[Records to use Boundary: Start]

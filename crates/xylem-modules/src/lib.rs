//! Stock modules for Xylem trees.
//!
//! Enable module groups via feature flags.
//!
//! # Features
//!
//! - `sources` (default) - `source.text`, `source.file`
//! - `sinks` (default) - `sink.file`, `sink.stdout`
//! - `analysis` (default) - `analysis.minkowski-distance-matrix`
//! - `all` - All modules
//!
//! `passthrough` is always available.

use xylem::{
    ConfigError, InputPort, Module, ModuleCore, ModuleError, ModuleRegistry, OutputPort, PipeKind,
    Properties,
};

#[cfg(feature = "analysis")]
mod minkowski;
#[cfg(feature = "analysis")]
pub use minkowski::{MinkowskiDistanceMatrix, distance_matrix, minkowski_distance};

const ID_INPUT: &str = "input";
const ID_OUTPUT: &str = "output";

/// Register all enabled modules with the registry.
pub fn register_all(registry: &mut ModuleRegistry) {
    register(registry, "passthrough", Passthrough::new);

    #[cfg(feature = "sources")]
    {
        register(registry, "source.text", TextSource::new);
        register(registry, "source.file", FileSource::new);
    }
    #[cfg(feature = "sinks")]
    {
        register(registry, "sink.file", FileSink::new);
        register(registry, "sink.stdout", StdoutSink::new);
    }
    #[cfg(feature = "analysis")]
    register(registry, "analysis.minkowski-distance-matrix", MinkowskiDistanceMatrix::new);
}

fn register<M, F>(registry: &mut ModuleRegistry, id: &str, make: F)
where
    M: Module + 'static,
    F: Fn(Properties) -> M + Send + Sync + 'static,
{
    registry.register(id, move |config| -> Box<dyn Module> { Box::new(make(config)) });
}

/// List of enabled module ids.
pub fn enabled_modules() -> Vec<&'static str> {
    #[allow(unused_mut)]
    let mut modules = vec!["passthrough"];

    #[cfg(feature = "sources")]
    modules.extend(["source.text", "source.file"]);
    #[cfg(feature = "sinks")]
    modules.extend(["sink.file", "sink.stdout"]);
    #[cfg(feature = "analysis")]
    modules.push("analysis.minkowski-distance-matrix");

    modules
}

/// Input port accepting either pipe kind.
fn any_input(description: &str) -> InputPort {
    InputPort::new(ID_INPUT, description)
        .accept(PipeKind::Char)
        .accept(PipeKind::Byte)
}

/// Output port feeding either pipe kind.
fn any_output(description: &str) -> OutputPort {
    OutputPort::new(ID_OUTPUT, description)
        .accept(PipeKind::Char)
        .accept(PipeKind::Byte)
}

/// Length of the longest valid UTF-8 prefix, allowing an incomplete
/// sequence at the end. `offset` is the stream position of `bytes[0]`.
fn utf8_prefix(bytes: &[u8], offset: usize) -> Result<usize, ModuleError> {
    match std::str::from_utf8(bytes) {
        Ok(_) => Ok(bytes.len()),
        Err(e) if e.error_len().is_none() => Ok(e.valid_up_to()),
        Err(e) => Err(ModuleError::InvalidInput(format!(
            "invalid UTF-8 at byte {}",
            offset + e.valid_up_to()
        ))),
    }
}

// ============================================
// Passthrough
// ============================================

/// Copies its input to every consumer of its output, chunk by chunk.
pub struct Passthrough {
    core: ModuleCore,
}

impl Passthrough {
    pub fn new(config: Properties) -> Self {
        let core = ModuleCore::new("Passthrough")
            .with_category("Tools")
            .with_description("Forwards its input unchanged.")
            .input(any_input("Data to forward."))
            .output(any_output("The same data."))
            .configure(config);
        Self { core }
    }
}

impl Module for Passthrough {
    fn core(&self) -> &ModuleCore {
        &self.core
    }

    fn core_mut(&mut self) -> &mut ModuleCore {
        &mut self.core
    }

    fn process(&mut self) -> Result<bool, ModuleError> {
        let (reader, output) = self.core.split_io(ID_INPUT, ID_OUTPUT)?;
        if reader.kind() == PipeKind::Char || !output.feeds(PipeKind::Char) {
            while let Some(chunk) = reader.read() {
                output.write(&chunk)?;
            }
            return Ok(true);
        }

        // Byte chunks may end inside a character the char pipes can't take.
        let mut carry = Vec::new();
        let mut position = 0;
        while let Some(chunk) = reader.read() {
            carry.extend_from_slice(chunk.as_bytes());
            let valid = utf8_prefix(&carry, position)?;
            if valid > 0 {
                output.write_bytes(&carry[..valid])?;
                carry.drain(..valid);
                position += valid;
            }
        }
        if !carry.is_empty() {
            return Err(ModuleError::InvalidInput(format!(
                "input ends inside a UTF-8 sequence at byte {position}"
            )));
        }
        Ok(true)
    }
}

// ============================================
// Sources
// ============================================

#[cfg(feature = "sources")]
mod sources_impl {
    use super::*;
    use std::fs::File;
    use std::io::{ErrorKind, Read};
    use std::path::PathBuf;

    pub const PROPERTY_TEXT: &str = "text";
    pub const PROPERTY_PATH: &str = "path";
    pub const PROPERTY_MODE: &str = "mode";
    pub const PROPERTY_CHUNK_SIZE: &str = "chunk size";

    /// Emits a configured piece of text.
    pub struct TextSource {
        core: ModuleCore,
        text: String,
    }

    impl TextSource {
        pub fn new(config: Properties) -> Self {
            let core = ModuleCore::new("Text Source")
                .with_category("I/O")
                .with_description("Outputs the text given in its properties.")
                .property(PROPERTY_TEXT, "", "Text to output.")
                .output(any_output("The configured text."))
                .configure(config);
            Self {
                core,
                text: String::new(),
            }
        }
    }

    impl Module for TextSource {
        fn core(&self) -> &ModuleCore {
            &self.core
        }

        fn core_mut(&mut self) -> &mut ModuleCore {
            &mut self.core
        }

        fn apply_properties(&mut self) -> Result<(), ConfigError> {
            self.core.apply()?;
            self.text = self
                .core
                .properties()
                .get(PROPERTY_TEXT)
                .unwrap_or_default()
                .to_string();
            Ok(())
        }

        fn process(&mut self) -> Result<bool, ModuleError> {
            self.core.output_port_mut(ID_OUTPUT)?.write_text(&self.text)?;
            Ok(true)
        }
    }

    #[derive(Debug, Clone, Copy, PartialEq, Eq)]
    enum ReadMode {
        Text,
        Bytes,
    }

    /// Streams a file in fixed-size chunks.
    ///
    /// In text mode chunks are cut on character boundaries and invalid
    /// UTF-8 fails the module.
    pub struct FileSource {
        core: ModuleCore,
        path: PathBuf,
        mode: ReadMode,
        chunk_size: usize,
    }

    impl FileSource {
        pub fn new(config: Properties) -> Self {
            // Bytes mode prefers byte pipes when children are wired automatically.
            let bytes = config
                .get(PROPERTY_MODE)
                .is_some_and(|m| m.trim().eq_ignore_ascii_case("bytes"));
            let output = if bytes {
                OutputPort::new(ID_OUTPUT, "File contents.")
                    .accept(PipeKind::Byte)
                    .accept(PipeKind::Char)
            } else {
                any_output("File contents.")
            };
            let core = ModuleCore::new("File Source")
                .with_category("I/O")
                .with_description("Reads a file and outputs its contents.")
                .required_property(PROPERTY_PATH, "Path of the file to read.")
                .property(PROPERTY_MODE, "text", "How to read the file [text|bytes].")
                .property(PROPERTY_CHUNK_SIZE, "8192", "Bytes read per chunk.")
                .output(output)
                .configure(config);
            Self {
                core,
                path: PathBuf::new(),
                mode: ReadMode::Text,
                chunk_size: 8192,
            }
        }
    }

    impl Module for FileSource {
        fn core(&self) -> &ModuleCore {
            &self.core
        }

        fn core_mut(&mut self) -> &mut ModuleCore {
            &mut self.core
        }

        fn apply_properties(&mut self) -> Result<(), ConfigError> {
            self.core.apply()?;
            let props = self.core.properties();
            self.path = PathBuf::from(props.require(PROPERTY_PATH)?);
            self.mode = match props.get_choice(PROPERTY_MODE, &["text", "bytes"])? {
                "bytes" => ReadMode::Bytes,
                _ => ReadMode::Text,
            };
            self.chunk_size = props.get_parsed(PROPERTY_CHUNK_SIZE)?;
            if self.chunk_size == 0 {
                return Err(ConfigError::invalid(
                    PROPERTY_CHUNK_SIZE,
                    "0",
                    "must be at least 1",
                ));
            }
            Ok(())
        }

        fn process(&mut self) -> Result<bool, ModuleError> {
            let mut file = File::open(&self.path)?;
            let output = self.core.output_port_mut(ID_OUTPUT)?;
            let mut buf = vec![0u8; self.chunk_size];
            let mut carry: Vec<u8> = Vec::new();
            let mut total = 0usize;

            loop {
                let n = match file.read(&mut buf) {
                    Ok(0) => break,
                    Ok(n) => n,
                    Err(e) if e.kind() == ErrorKind::Interrupted => continue,
                    Err(e) => return Err(e.into()),
                };
                total += n;
                match self.mode {
                    ReadMode::Bytes => output.write_bytes(&buf[..n])?,
                    ReadMode::Text => {
                        carry.extend_from_slice(&buf[..n]);
                        let valid = utf8_prefix(&carry, total - carry.len())?;
                        if valid > 0 {
                            let text = String::from_utf8(carry.drain(..valid).collect())
                                .map_err(|e| ModuleError::InvalidInput(e.to_string()))?;
                            output.write_text(&text)?;
                        }
                    }
                }
            }
            if !carry.is_empty() {
                return Err(ModuleError::InvalidInput(format!(
                    "{} ends inside a UTF-8 sequence",
                    self.path.display()
                )));
            }
            tracing::debug!(path = %self.path.display(), bytes = total, "file read");
            Ok(true)
        }
    }
}

#[cfg(feature = "sources")]
pub use sources_impl::{FileSource, TextSource};

// ============================================
// Sinks
// ============================================

#[cfg(feature = "sinks")]
mod sinks_impl {
    use super::*;
    use std::fs::OpenOptions;
    use std::io::{self, BufWriter, Write};
    use std::path::PathBuf;

    pub const PROPERTY_PATH: &str = "path";
    pub const PROPERTY_APPEND: &str = "append";

    /// Writes everything it receives to a file.
    pub struct FileSink {
        core: ModuleCore,
        path: PathBuf,
        append: bool,
    }

    impl FileSink {
        pub fn new(config: Properties) -> Self {
            let core = ModuleCore::new("File Sink")
                .with_category("I/O")
                .with_description("Writes its input to a file.")
                .required_property(PROPERTY_PATH, "Path of the file to write.")
                .property(PROPERTY_APPEND, "false", "Append instead of truncating [true|false].")
                .input(any_input("Data to write."))
                .configure(config);
            Self {
                core,
                path: PathBuf::new(),
                append: false,
            }
        }
    }

    impl Module for FileSink {
        fn core(&self) -> &ModuleCore {
            &self.core
        }

        fn core_mut(&mut self) -> &mut ModuleCore {
            &mut self.core
        }

        fn apply_properties(&mut self) -> Result<(), ConfigError> {
            self.core.apply()?;
            let props = self.core.properties();
            self.path = PathBuf::from(props.require(PROPERTY_PATH)?);
            self.append = props.get_bool(PROPERTY_APPEND)?;
            Ok(())
        }

        fn process(&mut self) -> Result<bool, ModuleError> {
            let file = OpenOptions::new()
                .create(true)
                .write(true)
                .append(self.append)
                .truncate(!self.append)
                .open(&self.path)?;
            let mut writer = BufWriter::new(file);
            let reader = self.core.reader(ID_INPUT)?;
            while let Some(chunk) = reader.read() {
                writer.write_all(chunk.as_bytes())?;
            }
            writer.flush()?;
            Ok(true)
        }
    }

    /// Writes everything it receives to standard output.
    pub struct StdoutSink {
        core: ModuleCore,
    }

    impl StdoutSink {
        pub fn new(config: Properties) -> Self {
            let core = ModuleCore::new("Standard Output")
                .with_category("I/O")
                .with_description("Writes its input to standard output.")
                .input(any_input("Data to print."))
                .configure(config);
            Self { core }
        }
    }

    impl Module for StdoutSink {
        fn core(&self) -> &ModuleCore {
            &self.core
        }

        fn core_mut(&mut self) -> &mut ModuleCore {
            &mut self.core
        }

        fn process(&mut self) -> Result<bool, ModuleError> {
            let reader = self.core.reader(ID_INPUT)?;
            let mut stdout = io::stdout().lock();
            while let Some(chunk) = reader.read() {
                stdout.write_all(chunk.as_bytes())?;
            }
            stdout.flush()?;
            Ok(true)
        }
    }
}

#[cfg(feature = "sinks")]
pub use sinks_impl::{FileSink, StdoutSink};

[Records to use Boundary: End]

▶ Your task
Say how many lines in the records hold "everything", with the number as the whole reply.

▶ Task output
2